Sleef #587

andrewkern · 2025-12-14T19:24:53Z

Integrates SLEEF (SIMD Library for Evaluating Elementary Functions) to accelerate exp(), log(), log10(), and log2() operations on float vectors.

Changes:

Add vendored SLEEF inline headers for AVX2 (x86_64) and NEON (ARM64)
Patch hex float literals for C++11 compatibility
Add Windows/MinGW SIMD detection to CMakeLists.txt
Add cross-compilation toolchain for MinGW-w64

Documentation:

simd_benchmarks/SIMD_BUILD_FLAGS.md - build flag interaction
eidos/sleef/SLEEF_HEADER_GENERATION.md - header regeneration instructions
eidos/sleef/generate_avx2_sleef.sh and generate_arm_sleef.sh - generation scripts

Integrate SLEEF (SIMD Library for Evaluating Elementary Functions) to provide vectorized transcendental math functions. SLEEF enables 4-wide AVX2 vectorization for exp(), log(), log10(), and log2() operations. Changes: - Add eidos/sleef/ directory with vendored SLEEF inline headers - Patch SLEEF headers to use decimal floats (C++11 compatibility) - Update eidos_simd.h to use SLEEF when AVX2+FMA is available - Keep existing hand-written SIMD for sqrt, abs, floor, ceil, etc. Architecture support: - AVX2+FMA: 4-wide vectorized transcendentals via SLEEF - ARM NEON: Placeholder for future (scalar fallback for now) - SSE4.2-only: Scalar std::exp/log fallback SLEEF is distributed under the Boost Software License.

Generate sleefinline_advsimd.h from SLEEF 4.0.0 on ARM64 macOS and enable ARM NEON support in sleef_config.h. This provides 2-wide vectorized transcendental functions (exp, log, log10, log2) on Apple Silicon and other ARM64 platforms.

- Update eidos_functions_math.cpp to call SIMD functions when OpenMP disabled - Update SpatialMap::exp() to use SIMD for consistent results - Add command-line override support (-DEIDOS_SLEEF_AVAILABLE=0) for testing - Add SLEEF benchmark script and ARM header generation script Performance improvement on x86_64 AVX2 (1M elements): - exp(): 8.30ms -> 4.05ms (2.1x speedup) - log(): 6.17ms -> 3.37ms (1.8x speedup) - log10(): 10.79ms -> 3.66ms (2.9x speedup) - log2(): 5.81ms -> 3.99ms (1.5x speedup)

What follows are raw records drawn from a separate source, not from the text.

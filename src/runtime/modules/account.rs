/// Account configuration module: read or update one field of a stored account

use super::{option_key, ModuleContext, ModuleHandler, ModuleOutput};
use crate::error::ModuleError;
use crate::runtime::variables::{stringify, whole_reference};
use crate::storage::AccountStore;
use async_trait::async_trait;
use serde_json::{json, Value};
use std::sync::Arc;

/// Storage key of a field given by label or key
pub fn field_key(field: &str) -> String {
    match option_key(field).as_str() {
        "" | "username" | "user_name" | "user" | "用户名" => "username".into(),
        "password" | "密码" => "password".into(),
        "token" => "token".into(),
        "expires_at" | "expiry" | "expiration" | "expires" | "过期时间" => "expires_at".into(),
        _ => field.trim().to_string(),
    }
}

/// Storage key of a category given by label or key
pub fn category_key(category: &str) -> Result<&'static str, ModuleError> {
    match option_key(category).as_str() {
        "" | "static_tokens" | "static_token" | "静态token" => Ok("static_tokens"),
        "dynamic_tokens" | "dynamic_token" | "动态token" => Ok("dynamic_tokens"),
        "other" | "other_info" | "其他信息" => Ok("other"),
        other => Err(ModuleError::Validation(format!("unknown account category '{other}'"))),
    }
}

pub struct AccountConfig {
    accounts: Arc<dyn AccountStore>,
}

impl AccountConfig {
    pub fn new(accounts: Arc<dyn AccountStore>) -> Self {
        Self { accounts }
    }
}

#[async_trait]
impl ModuleHandler for AccountConfig {
    async fn execute(&self, ctx: &mut ModuleContext<'_>) -> Result<ModuleOutput, ModuleError> {
        let category = category_key(&ctx.raw_text("category"))?;
        let service = ctx.resolve("service").trim().to_string();
        let account = ctx.resolve("account_name").trim().to_string();
        let field = field_key(&ctx.raw_text("field"));
        let masked = |value: &str| {
            if field == "password" { "******".to_string() } else { value.to_string() }
        };

        match option_key(&ctx.raw_text("action")).as_str() {
            "" | "read" | "读取" => {
                let value = self
                    .accounts
                    .get_account(category, &service, &account)
                    .await?
                    .and_then(|record| record.get(&field).map(stringify))
                    .unwrap_or_default();
                ctx.log
                    .debug(
                        format!("🔑 '{}' read {category}/{service}/{account}.{field}", ctx.module.display_name()),
                        Some(json!({ "value": masked(&value) })),
                    )
                    .await;
                ctx.store_output(value.as_str());
                Ok(ModuleOutput::new(value))
            }
            "update" | "write" | "更新" => {
                let raw = ctx.raw_text("value");
                let value = match whole_reference(&raw) {
                    Some(name) => ctx
                        .variables
                        .get(name)
                        .map(stringify)
                        .ok_or_else(|| ModuleError::Validation(format!("variable '{name}' is not defined")))?,
                    None => ctx.variables.substitute(&raw),
                };
                if service.is_empty() || account.is_empty() {
                    return Err(ModuleError::Validation(
                        "service and account_name are required for updates".into(),
                    ));
                }

                self.accounts
                    .update_field(category, &service, &account, &field, &value)
                    .await?;
                ctx.log
                    .info(
                        format!("🔑 '{}' updated {category}/{service}/{account}.{field}", ctx.module.display_name()),
                        Some(json!({ "value": masked(&value) })),
                    )
                    .await;
                Ok(ModuleOutput::new(Value::String(format!("account '{account}' updated"))))
            }
            other => Err(ModuleError::Validation(format!("unsupported account action '{other}'"))),
        }
    }
}

#[cfg(test)]
mod tests {
    use super::super::testing;
    use super::*;
    use crate::runtime::variables::Variables;
    use crate::storage::MemoryAccountStore;
    use crate::workflow::types::{Module, ModuleType};

    fn account_module(action: &str) -> Module {
        testing::module(ModuleType::AccountConfig)
            .with("action", action)
            .with("category", "Dynamic Tokens")
            .with("service", "weibo")
            .with("account_name", "default")
            .with("field", "Token")
    }

    #[test]
    fn labels_map_to_storage_keys() {
        assert_eq!(field_key("Username"), "username");
        assert_eq!(field_key("Expires At"), "expires_at");
        assert_eq!(field_key("cookie"), "cookie");
        assert_eq!(category_key("Static Tokens").unwrap(), "static_tokens");
        assert_eq!(category_key("other").unwrap(), "other");
        assert!(category_key("secrets").is_err());

        assert_eq!(field_key("用户名"), "username");
        assert_eq!(field_key("密码"), "password");
        assert_eq!(field_key("过期时间"), "expires_at");
        assert_eq!(category_key("静态Token").unwrap(), "static_tokens");
        assert_eq!(category_key("动态Token").unwrap(), "dynamic_tokens");
        assert_eq!(category_key("其他信息").unwrap(), "other");
    }

    #[tokio::test]
    async fn update_then_read_round_trips_through_the_store() {
        let store = Arc::new(MemoryAccountStore::new());
        let handler = AccountConfig::new(store.clone());
        let mut vars = Variables::new();
        vars.set("fresh", "tok-123");

        testing::run(&handler, &account_module("update").with("value", "[fresh]"), &mut vars)
            .await
            .unwrap();
        let stored = store
            .get_account("dynamic_tokens", "weibo", "default")
            .await
            .unwrap()
            .unwrap();
        assert_eq!(stored.get("token"), Some(&json!("tok-123")));

        let output = testing::run(
            &handler,
            &account_module("read").with("output_var", "token"),
            &mut vars,
        )
        .await
        .unwrap();
        assert_eq!(output.value, json!("tok-123"));
        assert_eq!(vars.text("token").as_deref(), Some("tok-123"));
    }

    #[tokio::test]
    async fn reading_a_missing_field_is_empty() {
        let handler = AccountConfig::new(Arc::new(MemoryAccountStore::new()));
        let output = testing::run(&handler, &account_module("read"), &mut Variables::new())
            .await
            .unwrap();
        assert_eq!(output.value, json!(""));
    }

    #[tokio::test]
    async fn update_requires_defined_variable_and_identity() {
        let handler = AccountConfig::new(Arc::new(MemoryAccountStore::new()));
        let missing_var = account_module("update").with("value", "[nope]");
        assert!(matches!(
            testing::run(&handler, &missing_var, &mut Variables::new()).await,
            Err(ModuleError::Validation(_))
        ));

        let no_service = account_module("update")
            .with("service", "")
            .with("value", "literal");
        assert!(matches!(
            testing::run(&handler, &no_service, &mut Variables::new()).await,
            Err(ModuleError::Validation(_))
        ));
    }
}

- Add AVX2/FMA detection for Windows/MinGW builds in CMakeLists.txt - Create cmake/toolchain-mingw64.cmake for cross-compilation testing - Verified SLEEF compiles and runs correctly on Windows via Wine This enables the same SLEEF-powered exp/log/log10/log2 speedups on Windows that we have on Linux and macOS.

Consolidates all SIMD-related documentation and scripts in one location. Updates SLEEF_HEADER_GENERATION.md with corrected path references.

Adds AVX2 header generation script matching the ARM script style. Updates SLEEF_HEADER_GENERATION.md to reference the script file.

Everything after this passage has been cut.